China slaps US$1.18 billion fine on ride-hailing company Didi Global over national security
The Cyberspace Administration of China (CAC) on Thursday fined ride-hailing company Didi Global $1.18 billion after a year-long probe that found the company breaking data security and personal information protection laws.
Senior executives Will Cheng Wei and Jean Liu Qing were each fined 1 million yuan, the regulator said, reports South China Morning Post.
The CAC said in its statement that Didi committed 16 offences involving the illegal collection of data from drivers and passengers.
"They include the illegal processing of 64.7 billion personal information entries over the span of seven years since June 2015," the report said.
The Chinese authorities initiated a cybersecurity probe into Didi, after it launched a $4.4 billion IPO in New York in June last year.
"The investigation shook investor confidence in Chinese technology stocks. Since then, few Chinese companies have chosen to list in the US," the report mentioned.
"Didi has failed to perform its duty to maintain cyberspace security, data security, and personal information protection a bringing serious risks to national cyberspace security and data security," the regulator said.
"Moreover, even with clear orders from regulatory authorities to correct the issues, Didi failed to carry out comprehensive and in-depth rectifications. The nature of the offences was egregious," it added.
After cracking down on big internet companies like Alibaba and Tencent, China is now mulling regulations that seek to classify online data based on importance like national security.

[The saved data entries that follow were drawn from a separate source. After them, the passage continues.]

//! Event kind to ordered subscriber set.
//!
//! Each event kind owns a `crossbeam_skiplist::SkipMap` keyed by `(priority, sequence)`.
//! The sequence number is drawn from one process-wide counter at registration time, so
//! iterating a kind's map yields subscribers in ascending priority with ties broken by
//! registration order. Readers never block writers: a dispatch walks a snapshot taken
//! from the skip list while extensions register and unregister concurrently.

use std::{
    fmt,
    sync::{
        atomic::{AtomicU64, Ordering},
        Arc,
    },
};

use crossbeam_skiplist::SkipMap;
use dashmap::DashMap;

use crate::{
    events::{kind::EventKind, state::EventState},
    Error, Result,
};

/// Position of a subscriber in dispatch order.
///
/// Lower values run first. Subscribers with equal priority run in the order they were
/// registered.
///
/// # Predefined Priorities
///
/// | Constant | Value | Use Case |
/// |----------|-------|----------|
/// | [`FIRST`](Self::FIRST) | -1000 | Must observe the untouched state |
/// | [`EARLY`](Self::EARLY) | -500 | Adjusts the state for others |
/// | [`NORMAL`](Self::NORMAL) | 0 | Default |
/// | [`LATE`](Self::LATE) | 500 | Reacts to other subscribers |
/// | [`LAST`](Self::LAST) | 1000 | Must see the final decision |
///
/// ```rust
/// use dotpatch::events::Priority;
///
/// assert!(Priority::FIRST < Priority::NORMAL);
/// assert!(Priority(5) < Priority(10));
/// ```
#[derive(Clone, Copy, Debug, PartialEq, Eq, PartialOrd, Ord, Hash)]
pub struct Priority(pub i32);

impl Priority {
    /// Runs before everything else (value: -1000).
    pub const FIRST: Self = Self(-1000);
    /// Runs early (value: -500).
    pub const EARLY: Self = Self(-500);
    /// Default priority (value: 0).
    pub const NORMAL: Self = Self(0);
    /// Runs late (value: 500).
    pub const LATE: Self = Self(500);
    /// Runs after everything else (value: 1000).
    pub const LAST: Self = Self(1000);
}

impl Default for Priority {
    fn default() -> Self {
        Self::NORMAL
    }
}

impl fmt::Display for Priority {
    fn fmt(&self, f: &mut fmt::Formatter<'_>) -> fmt::Result {
        write!(f, "{}", self.0)
    }
}

/// Type alias for subscriber callbacks.
pub type SubscriberFn = dyn Fn(&mut dyn EventState) -> Result<()> + Send + Sync;

/// A named callback observing one event kind.
#[derive(Clone)]
pub struct Subscriber {
    name: Arc<str>,
    priority: Priority,
    callback: Arc<SubscriberFn>,
}

impl Subscriber {
    /// Creates a subscriber that receives the type-erased event state.
    pub fn new<F>(name: impl Into<Arc<str>>, priority: Priority, callback: F) -> Self
    where
        F: Fn(&mut dyn EventState) -> Result<()> + Send + Sync + 'static,
    {
        Self {
            name: name.into(),
            priority,
            callback: Arc::new(callback),
        }
    }

    /// Creates a subscriber for one concrete payload type.
    ///
    /// Dispatching any other payload to it is reported as
    /// [`Error::EventTypeMismatch`], which the dispatcher records as a fault.
    pub fn typed<E, F>(name: impl Into<Arc<str>>, priority: Priority, callback: F) -> Self
    where
        E: EventState,
        F: Fn(&mut E) -> Result<()> + Send + Sync + 'static,
    {
        Self::new(name, priority, move |state: &mut dyn EventState| {
            let found = state.type_name();
            match state.downcast_mut::<E>() {
                Some(event) => callback(event),
                None => Err(Error::EventTypeMismatch {
                    expected: std::any::type_name::<E>(),
                    found,
                }),
            }
        })
    }

    /// Subscriber name, used in logs and diagnostics.
    #[must_use]
    pub fn name(&self) -> &str {
        &self.name
    }

    /// Dispatch priority.
    #[must_use]
    pub fn priority(&self) -> Priority {
        self.priority
    }

    /// Runs the callback.
    ///
    /// # Errors
    /// Whatever the callback returns.
    pub fn invoke(&self, state: &mut dyn EventState) -> Result<()> {
        (self.callback)(state)
    }
}

impl fmt::Debug for Subscriber {
    fn fmt(&self, f: &mut fmt::Formatter<'_>) -> fmt::Result {
        f.debug_struct("Subscriber")
            .field("name", &self.name)
            .field("priority", &self.priority)
            .finish_non_exhaustive()
    }
}

/// Identifies one registration; returned by [`EventRegistry::register`].
#[derive(Clone, Debug, PartialEq, Eq, Hash)]
pub struct SubscriptionHandle {
    kind: EventKind,
    key: (Priority, u64),
}

impl SubscriptionHandle {
    /// The event kind of the registration.
    #[must_use]
    pub fn kind(&self) -> &EventKind {
        &self.kind
    }

    /// The registration priority.
    #[must_use]
    pub fn priority(&self) -> Priority {
        self.key.0
    }
}

type SubscriberMap = SkipMap<(Priority, u64), Arc<Subscriber>>;

/// Process-scoped map from event kind to its ordered subscribers.
#[derive(Default)]
pub struct EventRegistry {
    kinds: DashMap<EventKind, Arc<SubscriberMap>>,
    sequence: AtomicU64,
}

impl EventRegistry {
    /// Creates an empty registry.
    #[must_use]
    pub fn new() -> Self {
        Self::default()
    }

    /// Adds a subscriber to `kind`.
    pub fn register(&self, kind: EventKind, subscriber: Subscriber) -> SubscriptionHandle {
        let key = (
            subscriber.priority,
            self.sequence.fetch_add(1, Ordering::Relaxed),
        );
        tracing::debug!(
            kind = %kind,
            subscriber = subscriber.name(),
            priority = %subscriber.priority,
            "registering subscriber"
        );

        let map = self
            .kinds
            .entry(kind.clone())
            .or_insert_with(|| Arc::new(SkipMap::new()))
            .clone();
        map.insert(key, Arc::new(subscriber));

        SubscriptionHandle { kind, key }
    }

    /// Shorthand for registering a closure over the type-erased state.
    pub fn register_fn<F>(
        &self,
        kind: EventKind,
        name: impl Into<Arc<str>>,
        priority: Priority,
        callback: F,
    ) -> SubscriptionHandle
    where
        F: Fn(&mut dyn EventState) -> Result<()> + Send + Sync + 'static,
    {
        self.register(kind, Subscriber::new(name, priority, callback))
    }

    /// Removes a registration. Returns `false` if it was already removed.
    pub fn unregister(&self, handle: &SubscriptionHandle) -> bool {
        let Some(map) = self.kinds.get(&handle.kind).map(|m| Arc::clone(m.value())) else {
            return false;
        };
        let removed = map.remove(&handle.key).is_some();
        if removed {
            tracing::debug!(kind = %handle.kind, "unregistered subscriber");
        }
        removed
    }

    /// Snapshot of the subscribers of `kind`, in dispatch order.
    ///
    /// Registrations made after the snapshot is taken do not affect it.
    #[must_use]
    pub fn subscribers_for(&self, kind: &EventKind) -> Vec<Arc<Subscriber>> {
        let Some(map) = self.kinds.get(kind).map(|m| Arc::clone(m.value())) else {
            return Vec::new();
        };
        map.iter().map(|entry| Arc::clone(entry.value())).collect()
    }

    /// Number of subscribers of `kind`.
    #[must_use]
    pub fn len(&self, kind: &EventKind) -> usize {
        self.kinds.get(kind).map_or(0, |m| m.len())
    }

    /// Number of subscribers across all kinds.
    #[must_use]
    pub fn total(&self) -> usize {
        self.kinds.iter().map(|m| m.len()).sum()
    }

    /// Returns true if no kind has subscribers.
    #[must_use]
    pub fn is_empty(&self) -> bool {
        self.total() == 0
    }

    /// Removes every subscriber of every kind.
    pub fn clear(&self) {
        self.kinds.clear();
    }
}

impl fmt::Debug for EventRegistry {
    fn fmt(&self, f: &mut fmt::Formatter<'_>) -> fmt::Result {
        f.debug_struct("EventRegistry")
            .field("kinds", &self.kinds.len())
            .field("subscribers", &self.total())
            .finish()
    }
}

Didi was found to have illegally collected nearly 12 million pieces of photo information from users' phones, 107 million entries of facial recognition data, 53.5 million entries of age data, 16.3 million entries of occupation data, and 1.4 million entries of data about family relations.
With crackdowns on Internet companies, China has also tightened mobile app development rules with stricter requirements for content and data protection.
"With the rapid development and wider use of mobile apps, new situations and problems continue to emerge, which require (the rules) to be revised and improved to adapt to new developments," the Cyberspace Administration of China said last month.
China will soon establish a hierarchical data classification management and protection system.